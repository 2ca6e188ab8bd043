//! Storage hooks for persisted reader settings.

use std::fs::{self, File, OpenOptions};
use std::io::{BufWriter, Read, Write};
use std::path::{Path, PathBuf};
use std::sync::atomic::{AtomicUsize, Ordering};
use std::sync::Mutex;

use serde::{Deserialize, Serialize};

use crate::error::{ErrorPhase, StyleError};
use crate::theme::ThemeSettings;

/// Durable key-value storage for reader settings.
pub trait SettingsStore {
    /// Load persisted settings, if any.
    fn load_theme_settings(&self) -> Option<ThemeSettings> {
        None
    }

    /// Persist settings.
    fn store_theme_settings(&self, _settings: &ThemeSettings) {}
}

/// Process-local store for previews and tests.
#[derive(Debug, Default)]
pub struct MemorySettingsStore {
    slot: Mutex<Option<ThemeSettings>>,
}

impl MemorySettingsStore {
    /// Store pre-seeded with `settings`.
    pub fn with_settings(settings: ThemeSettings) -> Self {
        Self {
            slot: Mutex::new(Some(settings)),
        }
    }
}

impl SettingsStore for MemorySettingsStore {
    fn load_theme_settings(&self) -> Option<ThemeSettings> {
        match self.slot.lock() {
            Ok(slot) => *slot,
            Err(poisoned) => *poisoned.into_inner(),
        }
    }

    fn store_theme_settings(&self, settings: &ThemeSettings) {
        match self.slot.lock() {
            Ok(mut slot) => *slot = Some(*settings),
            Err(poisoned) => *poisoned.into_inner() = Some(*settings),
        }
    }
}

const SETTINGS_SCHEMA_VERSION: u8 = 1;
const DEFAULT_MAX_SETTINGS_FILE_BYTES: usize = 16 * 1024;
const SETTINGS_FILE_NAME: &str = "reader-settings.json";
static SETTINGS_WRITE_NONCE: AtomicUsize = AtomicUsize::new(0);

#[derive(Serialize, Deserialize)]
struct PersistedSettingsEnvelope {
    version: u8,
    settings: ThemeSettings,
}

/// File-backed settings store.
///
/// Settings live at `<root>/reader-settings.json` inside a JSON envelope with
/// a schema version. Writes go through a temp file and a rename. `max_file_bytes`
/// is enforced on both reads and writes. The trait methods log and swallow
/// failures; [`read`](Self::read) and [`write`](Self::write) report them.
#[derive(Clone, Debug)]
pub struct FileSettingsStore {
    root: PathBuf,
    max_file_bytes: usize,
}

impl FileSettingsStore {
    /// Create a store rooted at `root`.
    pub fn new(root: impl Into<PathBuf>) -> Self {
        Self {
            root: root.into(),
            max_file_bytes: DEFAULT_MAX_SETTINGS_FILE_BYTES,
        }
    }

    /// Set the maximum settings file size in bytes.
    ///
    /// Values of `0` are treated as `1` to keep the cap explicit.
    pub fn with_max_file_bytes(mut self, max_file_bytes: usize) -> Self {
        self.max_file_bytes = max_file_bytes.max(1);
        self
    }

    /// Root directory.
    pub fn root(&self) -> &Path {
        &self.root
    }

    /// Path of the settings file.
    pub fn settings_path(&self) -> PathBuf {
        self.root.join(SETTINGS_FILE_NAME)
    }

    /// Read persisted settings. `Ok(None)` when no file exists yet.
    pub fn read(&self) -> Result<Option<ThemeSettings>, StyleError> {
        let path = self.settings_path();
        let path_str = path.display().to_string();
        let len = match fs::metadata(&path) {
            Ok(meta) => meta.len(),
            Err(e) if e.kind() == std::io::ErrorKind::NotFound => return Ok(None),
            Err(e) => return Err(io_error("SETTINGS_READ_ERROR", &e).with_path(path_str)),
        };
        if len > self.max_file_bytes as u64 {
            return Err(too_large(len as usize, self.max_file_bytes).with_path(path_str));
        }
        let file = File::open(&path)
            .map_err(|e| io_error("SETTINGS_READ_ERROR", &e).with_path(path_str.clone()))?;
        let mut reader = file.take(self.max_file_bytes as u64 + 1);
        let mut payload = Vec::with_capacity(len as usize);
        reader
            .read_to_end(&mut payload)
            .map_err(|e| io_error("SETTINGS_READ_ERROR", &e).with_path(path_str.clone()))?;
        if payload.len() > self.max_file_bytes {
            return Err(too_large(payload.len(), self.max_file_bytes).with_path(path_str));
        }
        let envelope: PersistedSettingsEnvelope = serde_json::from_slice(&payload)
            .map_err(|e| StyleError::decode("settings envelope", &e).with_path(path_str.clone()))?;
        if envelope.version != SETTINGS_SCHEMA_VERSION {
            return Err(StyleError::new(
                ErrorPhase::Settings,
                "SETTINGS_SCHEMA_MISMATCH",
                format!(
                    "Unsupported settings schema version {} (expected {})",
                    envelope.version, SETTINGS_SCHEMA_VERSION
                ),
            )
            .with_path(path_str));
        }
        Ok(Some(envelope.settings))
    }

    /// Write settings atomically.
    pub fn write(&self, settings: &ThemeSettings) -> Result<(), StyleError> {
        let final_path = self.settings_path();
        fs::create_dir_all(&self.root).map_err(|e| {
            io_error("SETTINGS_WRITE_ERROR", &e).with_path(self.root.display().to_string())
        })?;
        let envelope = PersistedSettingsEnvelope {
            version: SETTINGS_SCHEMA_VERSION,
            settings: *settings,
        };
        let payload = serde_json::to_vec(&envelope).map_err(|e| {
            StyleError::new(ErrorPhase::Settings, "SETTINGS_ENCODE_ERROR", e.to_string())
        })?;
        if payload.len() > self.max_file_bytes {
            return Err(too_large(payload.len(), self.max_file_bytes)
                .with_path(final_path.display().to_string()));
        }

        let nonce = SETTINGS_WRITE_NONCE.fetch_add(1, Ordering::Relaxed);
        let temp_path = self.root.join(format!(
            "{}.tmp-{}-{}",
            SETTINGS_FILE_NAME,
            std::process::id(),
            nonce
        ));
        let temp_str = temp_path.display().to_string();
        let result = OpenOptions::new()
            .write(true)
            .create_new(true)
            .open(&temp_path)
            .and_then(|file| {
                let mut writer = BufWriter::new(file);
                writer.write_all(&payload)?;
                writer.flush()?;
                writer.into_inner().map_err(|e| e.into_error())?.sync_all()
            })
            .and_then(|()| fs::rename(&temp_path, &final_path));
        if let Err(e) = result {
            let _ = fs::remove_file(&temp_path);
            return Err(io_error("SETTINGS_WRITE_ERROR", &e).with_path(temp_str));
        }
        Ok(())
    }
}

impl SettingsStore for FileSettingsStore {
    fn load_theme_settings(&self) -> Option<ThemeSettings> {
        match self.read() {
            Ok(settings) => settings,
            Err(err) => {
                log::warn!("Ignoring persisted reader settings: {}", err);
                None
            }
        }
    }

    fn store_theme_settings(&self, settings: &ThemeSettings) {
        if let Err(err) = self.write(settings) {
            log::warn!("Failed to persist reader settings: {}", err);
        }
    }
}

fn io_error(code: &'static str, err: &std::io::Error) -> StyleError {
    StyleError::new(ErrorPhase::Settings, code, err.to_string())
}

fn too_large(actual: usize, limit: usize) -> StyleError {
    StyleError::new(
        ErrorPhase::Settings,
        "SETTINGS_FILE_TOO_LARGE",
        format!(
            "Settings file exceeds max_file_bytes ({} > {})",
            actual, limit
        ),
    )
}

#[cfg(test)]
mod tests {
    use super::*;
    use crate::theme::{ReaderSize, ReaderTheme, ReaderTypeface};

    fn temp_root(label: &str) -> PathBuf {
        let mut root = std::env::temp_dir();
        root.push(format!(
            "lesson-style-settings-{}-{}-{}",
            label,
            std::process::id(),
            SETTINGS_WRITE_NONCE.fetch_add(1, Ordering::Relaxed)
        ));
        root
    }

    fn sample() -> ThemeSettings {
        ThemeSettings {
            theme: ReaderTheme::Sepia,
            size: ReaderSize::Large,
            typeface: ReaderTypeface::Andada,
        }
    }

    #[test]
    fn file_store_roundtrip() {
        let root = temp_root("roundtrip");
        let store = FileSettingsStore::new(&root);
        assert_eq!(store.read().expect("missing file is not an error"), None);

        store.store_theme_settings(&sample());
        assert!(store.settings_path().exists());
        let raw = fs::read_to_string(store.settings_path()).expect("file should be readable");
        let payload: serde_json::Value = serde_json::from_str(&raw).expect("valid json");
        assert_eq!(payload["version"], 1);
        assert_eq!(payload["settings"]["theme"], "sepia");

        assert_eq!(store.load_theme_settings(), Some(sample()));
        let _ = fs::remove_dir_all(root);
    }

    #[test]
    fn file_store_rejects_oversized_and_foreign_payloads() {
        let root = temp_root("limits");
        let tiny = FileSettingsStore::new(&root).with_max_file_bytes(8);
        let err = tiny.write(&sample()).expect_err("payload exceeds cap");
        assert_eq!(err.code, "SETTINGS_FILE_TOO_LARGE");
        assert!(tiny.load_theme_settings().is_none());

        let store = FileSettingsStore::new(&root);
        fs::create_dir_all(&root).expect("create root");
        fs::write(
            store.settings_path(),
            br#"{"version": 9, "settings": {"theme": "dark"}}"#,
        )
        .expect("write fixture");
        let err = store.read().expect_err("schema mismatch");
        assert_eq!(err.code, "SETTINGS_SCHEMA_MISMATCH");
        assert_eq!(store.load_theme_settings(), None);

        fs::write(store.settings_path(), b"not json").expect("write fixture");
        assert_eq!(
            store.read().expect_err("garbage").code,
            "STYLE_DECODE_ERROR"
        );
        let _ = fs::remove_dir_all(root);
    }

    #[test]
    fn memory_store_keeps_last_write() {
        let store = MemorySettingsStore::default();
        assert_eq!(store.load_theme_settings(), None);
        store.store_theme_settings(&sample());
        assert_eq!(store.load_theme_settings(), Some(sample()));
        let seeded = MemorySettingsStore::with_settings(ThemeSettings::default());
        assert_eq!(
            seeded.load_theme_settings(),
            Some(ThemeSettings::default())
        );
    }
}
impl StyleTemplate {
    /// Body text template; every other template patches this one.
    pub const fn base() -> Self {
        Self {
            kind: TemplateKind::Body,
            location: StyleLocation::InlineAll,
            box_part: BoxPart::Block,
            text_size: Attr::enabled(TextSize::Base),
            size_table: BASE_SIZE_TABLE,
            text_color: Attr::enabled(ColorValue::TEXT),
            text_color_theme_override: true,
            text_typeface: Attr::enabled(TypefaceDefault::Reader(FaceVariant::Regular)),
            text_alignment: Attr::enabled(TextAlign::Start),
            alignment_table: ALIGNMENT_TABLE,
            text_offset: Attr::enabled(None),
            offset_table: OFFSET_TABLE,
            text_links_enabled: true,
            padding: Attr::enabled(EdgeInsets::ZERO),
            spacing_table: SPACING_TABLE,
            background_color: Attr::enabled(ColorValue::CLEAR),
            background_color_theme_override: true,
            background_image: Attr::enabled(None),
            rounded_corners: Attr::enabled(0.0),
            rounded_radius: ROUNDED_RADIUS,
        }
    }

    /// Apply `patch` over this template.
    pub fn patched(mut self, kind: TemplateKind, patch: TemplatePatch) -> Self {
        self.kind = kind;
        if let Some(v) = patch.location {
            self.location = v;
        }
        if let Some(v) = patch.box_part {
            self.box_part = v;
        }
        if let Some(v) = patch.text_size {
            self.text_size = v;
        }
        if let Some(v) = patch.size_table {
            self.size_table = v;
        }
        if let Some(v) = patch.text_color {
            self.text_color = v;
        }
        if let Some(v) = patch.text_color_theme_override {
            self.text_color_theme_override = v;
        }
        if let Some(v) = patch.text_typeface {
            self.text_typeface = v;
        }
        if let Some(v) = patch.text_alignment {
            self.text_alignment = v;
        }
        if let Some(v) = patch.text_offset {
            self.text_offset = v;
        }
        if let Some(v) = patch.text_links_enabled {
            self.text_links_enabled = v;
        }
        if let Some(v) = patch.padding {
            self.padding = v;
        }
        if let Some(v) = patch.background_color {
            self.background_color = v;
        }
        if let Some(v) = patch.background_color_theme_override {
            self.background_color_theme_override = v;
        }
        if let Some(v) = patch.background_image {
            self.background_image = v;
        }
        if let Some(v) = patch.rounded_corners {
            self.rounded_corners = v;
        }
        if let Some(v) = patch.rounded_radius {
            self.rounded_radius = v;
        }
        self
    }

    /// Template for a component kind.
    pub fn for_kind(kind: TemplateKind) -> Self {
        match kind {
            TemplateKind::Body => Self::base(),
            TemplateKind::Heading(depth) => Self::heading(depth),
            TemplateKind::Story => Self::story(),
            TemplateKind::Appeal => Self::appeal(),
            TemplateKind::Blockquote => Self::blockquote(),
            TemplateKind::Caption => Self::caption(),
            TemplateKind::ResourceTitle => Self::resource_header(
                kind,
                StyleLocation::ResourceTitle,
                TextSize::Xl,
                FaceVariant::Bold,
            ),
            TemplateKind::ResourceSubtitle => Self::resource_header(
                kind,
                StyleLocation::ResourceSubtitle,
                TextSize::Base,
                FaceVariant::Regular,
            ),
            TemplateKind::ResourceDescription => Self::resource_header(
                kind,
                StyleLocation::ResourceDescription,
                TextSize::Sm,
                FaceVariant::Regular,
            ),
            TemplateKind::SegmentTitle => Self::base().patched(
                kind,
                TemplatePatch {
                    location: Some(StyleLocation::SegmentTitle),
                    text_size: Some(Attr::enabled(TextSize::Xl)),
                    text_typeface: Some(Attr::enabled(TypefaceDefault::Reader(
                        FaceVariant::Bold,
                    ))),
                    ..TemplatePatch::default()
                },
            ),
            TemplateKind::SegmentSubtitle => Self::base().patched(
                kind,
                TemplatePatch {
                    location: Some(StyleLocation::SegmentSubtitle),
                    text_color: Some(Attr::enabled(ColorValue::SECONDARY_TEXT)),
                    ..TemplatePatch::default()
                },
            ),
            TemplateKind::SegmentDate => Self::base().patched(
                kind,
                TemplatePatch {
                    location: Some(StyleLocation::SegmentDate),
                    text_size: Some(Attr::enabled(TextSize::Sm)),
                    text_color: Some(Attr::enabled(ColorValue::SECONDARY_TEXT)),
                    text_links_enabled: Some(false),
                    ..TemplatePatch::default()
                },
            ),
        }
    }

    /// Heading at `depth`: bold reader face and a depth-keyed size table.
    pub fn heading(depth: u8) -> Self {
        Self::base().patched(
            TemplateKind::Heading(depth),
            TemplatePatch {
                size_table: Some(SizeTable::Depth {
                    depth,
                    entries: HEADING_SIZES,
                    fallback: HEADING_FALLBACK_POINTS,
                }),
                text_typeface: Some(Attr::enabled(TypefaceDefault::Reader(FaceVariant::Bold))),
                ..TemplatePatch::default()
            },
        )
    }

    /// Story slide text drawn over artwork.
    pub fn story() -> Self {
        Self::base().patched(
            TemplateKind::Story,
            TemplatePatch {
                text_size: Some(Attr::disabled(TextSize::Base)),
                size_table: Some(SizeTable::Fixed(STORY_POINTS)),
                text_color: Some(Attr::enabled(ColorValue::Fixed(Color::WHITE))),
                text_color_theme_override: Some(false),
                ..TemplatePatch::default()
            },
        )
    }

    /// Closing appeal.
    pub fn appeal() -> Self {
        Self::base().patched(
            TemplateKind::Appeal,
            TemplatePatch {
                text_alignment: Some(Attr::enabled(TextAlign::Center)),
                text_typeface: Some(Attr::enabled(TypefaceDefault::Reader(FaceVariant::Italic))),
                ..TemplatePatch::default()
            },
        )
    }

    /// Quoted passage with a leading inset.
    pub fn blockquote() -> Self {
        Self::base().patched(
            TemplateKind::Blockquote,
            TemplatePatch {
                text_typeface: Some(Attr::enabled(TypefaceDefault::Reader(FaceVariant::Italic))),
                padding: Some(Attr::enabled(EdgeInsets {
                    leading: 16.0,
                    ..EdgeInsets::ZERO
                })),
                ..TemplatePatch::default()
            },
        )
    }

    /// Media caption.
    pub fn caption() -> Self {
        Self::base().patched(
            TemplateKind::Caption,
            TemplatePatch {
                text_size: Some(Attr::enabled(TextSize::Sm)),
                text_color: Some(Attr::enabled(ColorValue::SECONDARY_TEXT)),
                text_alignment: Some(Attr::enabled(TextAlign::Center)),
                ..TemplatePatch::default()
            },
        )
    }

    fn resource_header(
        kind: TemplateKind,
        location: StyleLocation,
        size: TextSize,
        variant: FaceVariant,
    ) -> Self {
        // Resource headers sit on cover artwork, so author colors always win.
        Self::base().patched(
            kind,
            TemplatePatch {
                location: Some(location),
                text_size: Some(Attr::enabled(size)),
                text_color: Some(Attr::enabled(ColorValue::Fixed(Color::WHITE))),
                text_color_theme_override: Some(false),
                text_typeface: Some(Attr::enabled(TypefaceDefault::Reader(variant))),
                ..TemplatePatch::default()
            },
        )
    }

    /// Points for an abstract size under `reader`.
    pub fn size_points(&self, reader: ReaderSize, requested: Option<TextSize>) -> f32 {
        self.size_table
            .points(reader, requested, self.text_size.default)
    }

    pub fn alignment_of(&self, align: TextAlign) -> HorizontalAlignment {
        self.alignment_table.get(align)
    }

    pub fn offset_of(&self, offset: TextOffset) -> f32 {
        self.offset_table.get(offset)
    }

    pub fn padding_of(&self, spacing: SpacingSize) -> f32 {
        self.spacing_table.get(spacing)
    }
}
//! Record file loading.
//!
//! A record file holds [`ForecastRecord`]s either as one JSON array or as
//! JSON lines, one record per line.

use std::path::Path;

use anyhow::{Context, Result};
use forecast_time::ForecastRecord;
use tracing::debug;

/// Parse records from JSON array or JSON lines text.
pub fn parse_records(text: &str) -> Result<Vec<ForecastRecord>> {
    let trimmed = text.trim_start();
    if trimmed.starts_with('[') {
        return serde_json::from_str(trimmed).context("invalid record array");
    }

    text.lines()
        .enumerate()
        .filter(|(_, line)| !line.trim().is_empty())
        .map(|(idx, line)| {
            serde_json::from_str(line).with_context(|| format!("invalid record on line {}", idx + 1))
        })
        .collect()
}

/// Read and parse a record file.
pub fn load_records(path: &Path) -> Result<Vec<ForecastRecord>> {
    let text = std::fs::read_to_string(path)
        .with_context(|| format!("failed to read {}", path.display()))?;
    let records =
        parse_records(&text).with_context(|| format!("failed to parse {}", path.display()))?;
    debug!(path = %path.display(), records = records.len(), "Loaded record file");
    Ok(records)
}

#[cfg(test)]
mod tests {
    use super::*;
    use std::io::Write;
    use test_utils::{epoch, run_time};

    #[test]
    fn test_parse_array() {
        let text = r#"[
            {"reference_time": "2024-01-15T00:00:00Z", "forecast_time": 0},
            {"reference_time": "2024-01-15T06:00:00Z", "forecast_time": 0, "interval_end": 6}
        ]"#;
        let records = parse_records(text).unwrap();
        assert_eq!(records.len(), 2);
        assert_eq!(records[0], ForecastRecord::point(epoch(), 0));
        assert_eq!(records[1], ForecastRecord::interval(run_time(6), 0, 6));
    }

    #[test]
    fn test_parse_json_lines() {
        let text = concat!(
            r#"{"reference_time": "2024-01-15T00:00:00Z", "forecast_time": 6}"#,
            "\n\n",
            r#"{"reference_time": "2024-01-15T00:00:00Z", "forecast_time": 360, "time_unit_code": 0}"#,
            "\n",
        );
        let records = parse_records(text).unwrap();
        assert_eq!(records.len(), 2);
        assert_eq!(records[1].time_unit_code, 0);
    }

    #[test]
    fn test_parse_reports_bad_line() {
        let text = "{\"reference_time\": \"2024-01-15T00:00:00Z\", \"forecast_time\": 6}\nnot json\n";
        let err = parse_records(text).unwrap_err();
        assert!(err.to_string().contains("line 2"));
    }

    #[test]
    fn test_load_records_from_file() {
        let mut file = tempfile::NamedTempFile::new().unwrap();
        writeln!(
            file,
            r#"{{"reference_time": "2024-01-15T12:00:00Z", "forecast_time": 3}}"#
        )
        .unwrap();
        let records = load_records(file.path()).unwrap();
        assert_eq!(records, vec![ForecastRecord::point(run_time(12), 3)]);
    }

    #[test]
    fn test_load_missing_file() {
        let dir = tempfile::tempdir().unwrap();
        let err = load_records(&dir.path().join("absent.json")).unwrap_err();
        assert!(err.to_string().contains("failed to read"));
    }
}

**ASSIGNMENT:**
Read through the data above. Report each line that has the word "const".

**RESPONSE BOX:**
const SETTINGS_SCHEMA_VERSION: u8 = 1;
const DEFAULT_MAX_SETTINGS_FILE_BYTES: usize = 16 * 1024;
const SETTINGS_FILE_NAME: &str = "reader-settings.json";
    pub const fn base() -> Self {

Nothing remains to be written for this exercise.